Компьютерное моделирование, разумеется, подстегивало исследования в этой области. Скорее всего, изучение нервной системы (т. е. электрических нервных импульсов) вообще не принесло бы ощутимых результатов без открытий электроники. Но все это были по своей сути редукционистские аналогии, которые, возможно, покажутся людям будущего такими же устаревшими, какими нам сегодня кажутся механистические представления о движении человеческого тела, принятые в восемнадцатом веке.
Впрочем, аналогии весьма полезны для создания конкретных моделей. К тому же на мировоззрение ученых не мог не повлиять их образ жизни.

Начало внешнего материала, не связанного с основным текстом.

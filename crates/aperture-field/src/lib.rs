//! Field-level assembly and the compression-fitter search.
//!
//! [`assemble`](crate::assemble::assemble) normalizes every pair's
//! trajectory to one common control-point count and enforces the
//! device's hard upper bound. [`fit`](crate::fit::fit) wraps the whole
//! per-row sequencing pipeline in a bracket-and-converge search over the
//! intensity compression factor, maximizing dose-rate resolution within
//! the control-point budget.

#![deny(missing_docs)]
#![deny(rustdoc::broken_intra_doc_links)]
#![forbid(unsafe_code)]

pub mod assemble;
pub mod fit;

pub use assemble::{assemble, Field};
pub use fit::{fit, fit_field, FitConfig, FitOutcome};
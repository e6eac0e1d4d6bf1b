//! Leaf-pair sequencing engine.
//!
//! Two stages, both pure value-returning functions:
//!
//! - [`sweep_profile`] — decompose one intensity profile into leading and
//!   trailing leaf breakpoint schedules (the unidirectional-sweep
//!   minimum-segment result).
//! - [`build_trajectory`] — sample those schedules at unit-MU steps into
//!   an ordered control-point table, duplicate-row transitions included.
//!
//! [`sequence_profile`] chains the two for callers that only need the
//! final trajectory.

#![deny(missing_docs)]
#![deny(rustdoc::broken_intra_doc_links)]
#![forbid(unsafe_code)]

pub mod builder;
pub mod sweep;

pub use builder::build_trajectory;
pub use sweep::sweep_profile;

use aperture_core::{IntensityProfile, Trajectory};

/// Sequence one profile straight to its trajectory.
pub fn sequence_profile(profile: &IntensityProfile) -> Trajectory {
    build_trajectory(&sweep_profile(profile))
}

Ведь мы живем в век, когда, по словам одного известного ученого, “конфликт между сторонниками постепенных изменений и приверженцами теории катастроф проник во все сферы человеческой деятельности” (Jones, 1992, p. 12). И потому вполне естественно, что этот конфликт проник в науку.
В буржуазном девятнадцатом веке наука развивалась в рамках парадигмы улучшения и прогресса, преемственности и постепенности. Ход истории, каким бы он ни был, не знал скачков. Геологические сдвиги и эволюция жизни на Земле протекали не за счет катастроф, а за счет незначительных изменений. Даже вероятный в отдаленном будущем конец Вселенной должен был наступить постепенно, в результате незаметного, но неизбежного превращения энергии в теплоту в соответствии со вторым законом термодинамики (“тепловая смерть Вселенной”). Но в двадцатом веке наука разработала совершенно иную картину мира.

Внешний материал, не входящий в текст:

//! Aperture: dynamic multileaf-collimator (DMLC) leaf sequencing.
//!
//! This is the top-level facade crate that re-exports the public API
//! from all Aperture sub-crates. For most users, adding `aperture` as a
//! single dependency is sufficient.
//!
//! The pipeline turns a 2D intensity map into a device control file in
//! four stages: digitize a raster into an intensity grid, search for
//! the largest compression factor whose trajectories fit the device's
//! control-point limit, normalize every pair to that limit, and stream
//! the result as a textual plan.
//!
//! # Quick start
//!
//! ```rust
//! use aperture::prelude::*;
//!
//! // A small intensity map, one row per leaf pair.
//! let grid = IntensityGrid::from_rows(vec![
//!     vec![0, 40, 80, 40, 0],
//!     vec![0, 0, 60, 0, 0],
//!     vec![0, 0, 0, 0, 0],
//! ])
//! .unwrap();
//!
//! // Fit the grid under the device's control-point limit.
//! let config = FitConfig {
//!     control_limit: 120,
//!     ..FitConfig::default()
//! };
//! let field = fit_field(&grid, &config).unwrap();
//! assert_eq!(field.pair_count(), 3);
//!
//! // Stream the plan to any `Write` sink.
//! let header = PlanHeader {
//!     patient_id: "42".into(),
//!     number_of_fields: field.control_limit(),
//!     ..PlanHeader::default()
//! };
//! let mut writer = DmlcWriter::new(Vec::new(), &header, MachineGeometry::default()).unwrap();
//! writer.write_field(&field).unwrap();
//! let text = String::from_utf8(writer.into_inner()).unwrap();
//! assert!(text.starts_with("File Rev = G"));
//! ```
//!
//! # Modules
//!
//! Each module corresponds to a sub-crate. Use them for types not in
//! the prelude:
//!
//! | Module | Sub-crate | Contents |
//! |--------|-----------|----------|
//! | [`types`] | `aperture-core` | Profiles, grids, schedules, trajectories, error types |
//! | [`sequence`] | `aperture-sequence` | Sweep decomposition and trajectory building |
//! | [`field`] | `aperture-field` | Compression fitting and field assembly |
//! | [`raster`] | `aperture-raster` | Raster digitizing into intensity grids |
//! | [`dmlc`] | `aperture-dmlc` | Control-file geometry, headers, and the writer |

#![deny(missing_docs)]
#![deny(rustdoc::broken_intra_doc_links)]
#![forbid(unsafe_code)]

/// Profiles, grids, schedules, trajectories, and errors (`aperture-core`).
pub use aperture_core as types;

/// Sweep decomposition and trajectory building (`aperture-sequence`).
///
/// [`sequence::sweep_profile`] produces leaf breakpoint schedules,
/// [`sequence::build_trajectory`] samples them into control points, and
/// [`sequence::sequence_profile`] chains the two.
pub use aperture_sequence as sequence;

/// Compression fitting and field assembly (`aperture-field`).
///
/// [`field::fit`] searches for the largest usable compression factor;
/// [`field::assemble`] normalizes trajectories to the control limit.
pub use aperture_field as field;

/// Raster digitizing (`aperture-raster`).
///
/// Converts a decoded RGB pixel buffer into an intensity grid via luma
/// grayscale, inversion, and nearest-neighbour resampling.
pub use aperture_raster as raster;

/// Control-file emission (`aperture-dmlc`).
///
/// [`dmlc::DmlcWriter`] streams a [`dmlc::PlanHeader`] and per-control-
/// point leaf blocks, mapping columns to millimetres through a
/// [`dmlc::MachineGeometry`].
pub use aperture_dmlc as dmlc;

/// Common imports for typical Aperture usage.
///
/// ```rust
/// use aperture::prelude::*;
/// ```
pub mod prelude {
    // Core values
    pub use aperture_core::{
        ControlPoint, IntensityGrid, IntensityProfile, LeafSchedules, PairId, ScheduleEntry,
        Trajectory, FULL_SCALE,
    };

    // Errors
    pub use aperture_core::{AssembleError, ConfigError, FitError};

    // Sequencing
    pub use aperture_sequence::{build_trajectory, sequence_profile, sweep_profile};

    // Fitting and assembly
    pub use aperture_field::{assemble, fit, fit_field, Field, FitConfig, FitOutcome};

    // Digitizing
    pub use aperture_raster::{digitize, Raster, RasterError};

    // Emission
    pub use aperture_dmlc::{DmlcWriter, EmitError, MachineGeometry, PlanHeader};
}
//! Shared test fixtures for the Aperture workspace.
//!
//! Canonical profiles with known sequencing results, plus deterministic
//! grid generators for integration tests and benchmarks.

#![forbid(unsafe_code)]
#![deny(rustdoc::broken_intra_doc_links)]

pub mod fixtures;

pub use fixtures::{gradient_grid, plateau_profile, random_grid, staircase_profile, triangle_profile};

Вселенная возникла пятнадцать миллиардов лет назад в результате сверхмощного взрыва и, если верить современным космологическим теориям, закончит свое существование так же драматично. Жизнь звезд и планет во Вселенной полна катаклизмов. Интересно, что новые, сверхновые, красные гиганты, белые карлики, черные дыры и т. д. до 1920‐х годов считались только периферийными астрономическими явлениями или вообще не признавались. Многие геологи долго отвергали теорию массивных горизонтальных сдвигов, а именно движения континентов по всему земному шару на протяжении истории Земли, несмотря на достаточно серьезные свидетельства в пользу такой теории. Насколько можно судить по необыкновенно ожесточенной полемике с главным сторонником “дрейфа материков” Альфредом Вегенером, многие геологи не принимали новую теорию в основном по идеологическим соображениям. Однако отрицать возможность континентальных сдвигов только из‐за того, что неизвестен геофизический механизм, который мог бы их вызвать, – с учетом имеющихся данных, это было не более убедительно, чем аргумент лорда Кельвина в девятнадцатом веке: он утверждал, что хронологическая шкала, созданная геологами, неверна, поскольку физика того времени считала, что Земля гораздо моложе. Но в 60‐е годы двадцатого века то, что прежде было немыслимо, стало общим местом геологии: на земном шаре происходит постоянное (иногда очень быстрое) движение гигантских плит (“глобальная тектоника”)[208]208
Свидетельства в пользу тектонических сдвигов состояли в следующем: а) очертания удаленных континентов – прежде всего западного побережья Африки и восточного побережья Южной Америки – “подходят” друг другу по форме; б) в этих случаях существует сходство геологических пластов, а также в) в географической дистрибуции определенных типов наземных животных и растений. Я прекрасно помню, как был удивлен категорическим отказом коллег-геофизиков в 1950‐х годах – незадолго до возникновения глобальной тектоники – объяснять подобные явления.
[Закрыть].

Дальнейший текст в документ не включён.